Disclosure Day begins in medias res, which is Latin for “we forgot to make the beginning interesting.” We are thrown into the action, although “action” is generous. Mostly, it is people running around looking like they just found out their iCloud storage is full. Secret government men chase Prince Charles from The Crown (Josh O’Connor) and Bono’s daughter, Eve Hewson. Meanwhile, Emily Blunt plays a weather girl who can make clicking sounds with her voice, because apparently that is now a character trait. The accents do not help. For a movie obsessed with American secrets, it is oddly packed with British and Irish actors doing American impressions. At one point I stopped following the conspiracy and started listening for vowel sounds.
Colin Firth plays the villain, because nothing says sinister government cover-up like a man who looks like he should be politely offering you tea. He has a metal rod that appears to have been stolen from Krypton and uses it to control others. Meanwhile, O’Connor runs around with video proof that aliens have been abused by the U.S. government, while Hewson spends much of the movie trembling like a human panna cotta. Then there is Colman Domingo, who spends a suspicious amount of time building a life-size house. Wallpaper, furniture, the full HGTV alien trauma package. For a while, I thought maybe this was going somewhere. Maybe this connected to E.T. Maybe Spielberg was about to reveal we are all living in Elliott’s abandoned guest room. I wasn’t that lucky.
You can see what Spielberg is reaching for: Holocaust imagery, the abuse of the powerless, and the fear that the truth is hidden behind locked doors. The movie gestures toward profundity without ever becoming profound. Even John Williams’ score feels strangely forgettable. Notes happen. Instruments are involved. Nothing sticks. Maybe even Williams looked at the footage and thought, “Steven, my friend, I cannot French horn my way out of this.” By the end, the alien whispers something clearly aiming for Lost in Translation mystery. It wants us to believe something enormous has just been said. Then the movie ends. Nothing learned. Nothing solved. Nothing disclosed.
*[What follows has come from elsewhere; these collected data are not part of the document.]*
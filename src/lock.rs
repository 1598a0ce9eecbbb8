//! Installation-level file locking for cross-process coordination.
//!
//! Two updater processes pointed at the same installation would race on the
//! manifest and on every file they write. [`InstallLock`] serializes them with
//! an OS file lock on `<root>/.mudsync/install.lock`. The lock is released
//! when the guard is dropped.
//!
//! All blocking file operations run in `spawn_blocking` so that waiting for the
//! lock never stalls the runtime's worker threads.

use crate::constants::{MAX_BACKOFF_DELAY_MS, STARTING_BACKOFF_DELAY_MS, STATE_DIR, default_lock_timeout};
use crate::core::{Result, UpdateError};
use fs4::fs_std::FileExt;
use std::fs::{File, OpenOptions};
use std::path::{Path, PathBuf};
use std::sync::Arc;
use std::time::{Duration, Instant};
use tokio_retry::strategy::ExponentialBackoff;
use tracing::debug;

/// Name of the lock file inside the state directory.
pub const LOCK_FILE: &str = "install.lock";

/// Exclusive lock on one installation directory.
///
/// # Example
///
/// ```rust,no_run
/// use mudsync::lock::InstallLock;
/// use std::path::Path;
///
/// # async fn example() -> mudsync::core::Result<()> {
/// let _lock = InstallLock::acquire(Path::new("/games/mud")).await?;
/// // ... update the installation ...
/// # Ok(())
/// # }
/// ```
#[derive(Debug)]
pub struct InstallLock {
    /// Lock is held for as long as this handle is open.
    _file: Arc<File>,
    path: PathBuf,
}

impl Drop for InstallLock {
    fn drop(&mut self) {
        debug!(path = %self.path.display(), "Installation lock released");
    }
}

impl InstallLock {
    /// Path of the lock file for an installation root.
    #[must_use]
    pub fn path_for(root: &Path) -> PathBuf {
        root.join(STATE_DIR).join(LOCK_FILE)
    }

    /// Acquires the lock, waiting up to the default timeout (30 s).
    pub async fn acquire(root: &Path) -> Result<Self> {
        Self::acquire_with_timeout(root, default_lock_timeout()).await
    }

    /// Acquires the lock, polling with backoff (10 ms doubling to 500 ms) until `timeout`.
    ///
    /// # Errors
    ///
    /// [`UpdateError::LockTimeout`] when another holder keeps the lock past
    /// `timeout`; [`UpdateError::Io`] when the lock file cannot be created.
    pub async fn acquire_with_timeout(root: &Path, timeout: Duration) -> Result<Self> {
        let path = Self::path_for(root);
        debug!(path = %path.display(), "Waiting for installation lock");

        let state_dir = root.join(STATE_DIR);
        tokio::fs::create_dir_all(&state_dir)
            .await
            .map_err(|e| UpdateError::io("Creating state directory", &state_dir, e))?;

        let open_path = path.clone();
        let file = tokio::task::spawn_blocking(move || {
            OpenOptions::new().create(true).write(true).truncate(false).open(&open_path)
        })
        .await
        .map_err(|e| UpdateError::io("Opening lock file", &path, std::io::Error::other(e)))?
        .map_err(|e| UpdateError::io("Opening lock file", &path, e))?;
        let file = Arc::new(file);

        let start = Instant::now();
        let backoff = ExponentialBackoff::from_millis(2)
            .factor(STARTING_BACKOFF_DELAY_MS / 2)
            .max_delay(Duration::from_millis(MAX_BACKOFF_DELAY_MS));

        for delay in backoff {
            let handle = Arc::clone(&file);
            let locked = tokio::task::spawn_blocking(move || handle.try_lock_exclusive())
                .await
                .map_err(|e| UpdateError::io("Locking installation", &path, std::io::Error::other(e)))?;

            if let Ok(true) = locked {
                debug!(
                    path = %path.display(),
                    wait_ms = start.elapsed().as_millis(),
                    "Installation lock acquired"
                );
                return Ok(Self {
                    _file: file,
                    path,
                });
            }

            let remaining = timeout.saturating_sub(start.elapsed());
            if remaining.is_zero() {
                break;
            }
            tokio::time::sleep(delay.min(remaining)).await;
        }

        Err(UpdateError::LockTimeout {
            path,
        })
    }
}

#[cfg(test)]
mod tests {
    use super::*;
    use tempfile::TempDir;
    use tokio::sync::Barrier;

    #[tokio::test]
    async fn test_acquire_creates_state_dir() {
        let temp = TempDir::new().unwrap();
        let lock = InstallLock::acquire(temp.path()).await.unwrap();
        assert!(InstallLock::path_for(temp.path()).exists());
        drop(lock);
    }

    #[tokio::test]
    async fn test_second_holder_times_out() {
        let temp = TempDir::new().unwrap();
        let _held = InstallLock::acquire(temp.path()).await.unwrap();

        let start = Instant::now();
        let err = InstallLock::acquire_with_timeout(temp.path(), Duration::from_millis(100)).await.unwrap_err();
        assert!(matches!(err, UpdateError::LockTimeout { .. }));
        assert!(start.elapsed() < Duration::from_millis(1000));
    }

    #[tokio::test]
    async fn test_waiter_gets_lock_after_release() {
        let temp = TempDir::new().unwrap();
        let root = Arc::new(temp.path().to_path_buf());
        let barrier = Arc::new(Barrier::new(2));

        let holder_root = root.clone();
        let holder_barrier = barrier.clone();
        let holder = tokio::spawn(async move {
            let _lock = InstallLock::acquire(&holder_root).await.unwrap();
            holder_barrier.wait().await;
            tokio::time::sleep(Duration::from_millis(100)).await;
        });

        barrier.wait().await;
        let start = Instant::now();
        let _lock = InstallLock::acquire(&root).await.unwrap();
        assert!(start.elapsed() >= Duration::from_millis(50));

        holder.await.unwrap();
    }
}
Spielberg is rich, beloved, and owns Rosebud, for heaven’s sake. So why make something this undercooked and then send Tom Cruise out to sell it like a revelation? I appreciate seasoned directors who are still hungry. Scorsese still has fire. Ridley Scott, even when he misses, misses while swinging a sword from the back of a horse. Disclosure Day does not feel hungry. It feels like Spielberg had a dream about a movie, woke up, wrote down “alien,” “secret,” “house” and nobody around him asked follow-up questions.
While watching it, I kept thinking about something my astronomy professor once said: “If there are intelligent life forms out there, why do they always forget to turn off the lights on their spacecraft when they fly over us?” Honestly, that would make a better alien movie.
At least it has a point.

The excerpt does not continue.